In simple words, if F1 has become somewhat boring, then perhaps Lewis Hamilton deserves a fair share of that blame. Do you know why? Guess!? Won’t cost you many a brain cell for this one or too much time.

After all, in Lewis Hamilton’s ebb rest five-world championships, 78 Grand Prix wins, and now, the way he is going, then 3 back-to-back world titles. There are consistent drivers, there are very consistent ones, and then there are the chosen few who are in a league of their own. Lewis Hamilton belongs to this rare third category.

He’s a driver par excellence. He’s quick, audacious, extremely focused and fit. And the way he’s gone about his business in the past half a decade, it may not be entirely incorrect to state that he’s gone on to establish his reign of sorts. In fact, so utterly brilliant has this man from Stevenage, United Kingdom been that if he doesn’t happen to win a Grand Prix, then you are more likely to feel that something’s amiss in the top echelons of F1.

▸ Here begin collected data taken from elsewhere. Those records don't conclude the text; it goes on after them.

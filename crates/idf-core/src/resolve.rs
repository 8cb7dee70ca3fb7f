// Dweve IDF - Input Data File toolkit
//
// Copyright (c) 2025 Dweve IP B.V. and individual contributors.
//
// SPDX-License-Identifier: Apache-2.0
//
// Licensed under the Apache License, Version 2.0 (the "License");
// you may not use this file except in compliance with the License.
// You may obtain a copy of the License in the LICENSE file at the
// root of this repository or at: http://www.apache.org/licenses/LICENSE-2.0
//
// Unless required by applicable law or agreed to in writing, software
// distributed under the License is distributed on an "AS IS" BASIS,
// WITHOUT WARRANTIES OR CONDITIONS OF ANY KIND, either express or implied.
// See the License for the specific language governing permissions and
// limitations under the License.

//! Case-insensitive object type resolution.
//!
//! Legacy input may spell object types in any case (`ZONE`, `zone`,
//! `Zone`). The resolver maps every spelling to the canonical schema key
//! through an upper-cased index built once when the schema is loaded.

use std::collections::HashMap;

/// ASCII upper-casing used for every case-insensitive comparison.
pub fn make_upper_case(text: &str) -> String {
    text.to_ascii_uppercase()
}

/// Maps arbitrary-case object type names to canonical names.
///
/// # Examples
///
/// ```
/// use idf_core::ObjectTypeResolver;
///
/// let resolver = ObjectTypeResolver::new(["Zone", "BuildingSurface:Detailed"]);
/// assert_eq!(resolver.resolve("zone"), Some("Zone"));
/// assert_eq!(resolver.resolve("BUILDINGSURFACE:DETAILED"), Some("BuildingSurface:Detailed"));
/// assert_eq!(resolver.resolve("Zonee"), None);
/// ```
#[derive(Debug, Clone, Default)]
pub struct ObjectTypeResolver {
    by_upper: HashMap<String, String>,
}

impl ObjectTypeResolver {
    /// Build the index from canonical names.
    pub fn new<I, S>(canonical: I) -> Self
    where
        I: IntoIterator<Item = S>,
        S: Into<String>,
    {
        let by_upper = canonical
            .into_iter()
            .map(|name| {
                let name = name.into();
                (make_upper_case(&name), name)
            })
            .collect();
        Self { by_upper }
    }

    /// Resolve `name` to its canonical spelling.
    pub fn resolve(&self, name: &str) -> Option<&str> {
        self.by_upper
            .get(&make_upper_case(name))
            .map(String::as_str)
    }

    /// Number of registered object types.
    pub fn len(&self) -> usize {
        self.by_upper.len()
    }

    pub fn is_empty(&self) -> bool {
        self.by_upper.is_empty()
    }
}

Actually, where the past serves a reminder, then only a Michael Schumacher represented unprecedented authority in Formula 1. Today, a few years later, Lewis Hamilton is showing absolute class and commitment, so much so that no other team other than the Silver Arrows have claimed the world championship crown (even once) since the onset of the 2014 F1 season.

But all of this brilliance has sort of made Formula 1 a one-sided narrative, something that’s utterly counter-productive where its fan-following and the ability to serve a multiple geographies stand.

So what can be done, one asks?

To that end, none other than Lewis Hamilton himself has shared an insight. He happens to believe that in order to make F1 break the wall of monotony, what’s needed (now, more than ever) is a remarkable overhaul.

But what is the point that Hamilton is trying to make?

We need to see a dramatic overhaul,” he said, adding that the structure of the sport’s management was also in need of change.

He added: “It’s really important that people realize it’s not the drivers’ fault -– this is a constant cycle of F1 for years and years. And before I got to F1. It’s because the way Bernie (Ecclestone) had it set up and the decisions they made then.

“Until that structure changes, it will be the same in my opinion.” He was also of the view that certain tracks, given the way they are structured, more or less, end up delivering honestly dull races.

He would add the following:

“I hear you and from a fans’ perspective I get it,” he said, “But I think it’s an unfair question because what would you do in our shoes? You would continue to push relentlessly for performance. It is what we do.

“But the fans see a race that is less enjoyable to watch.”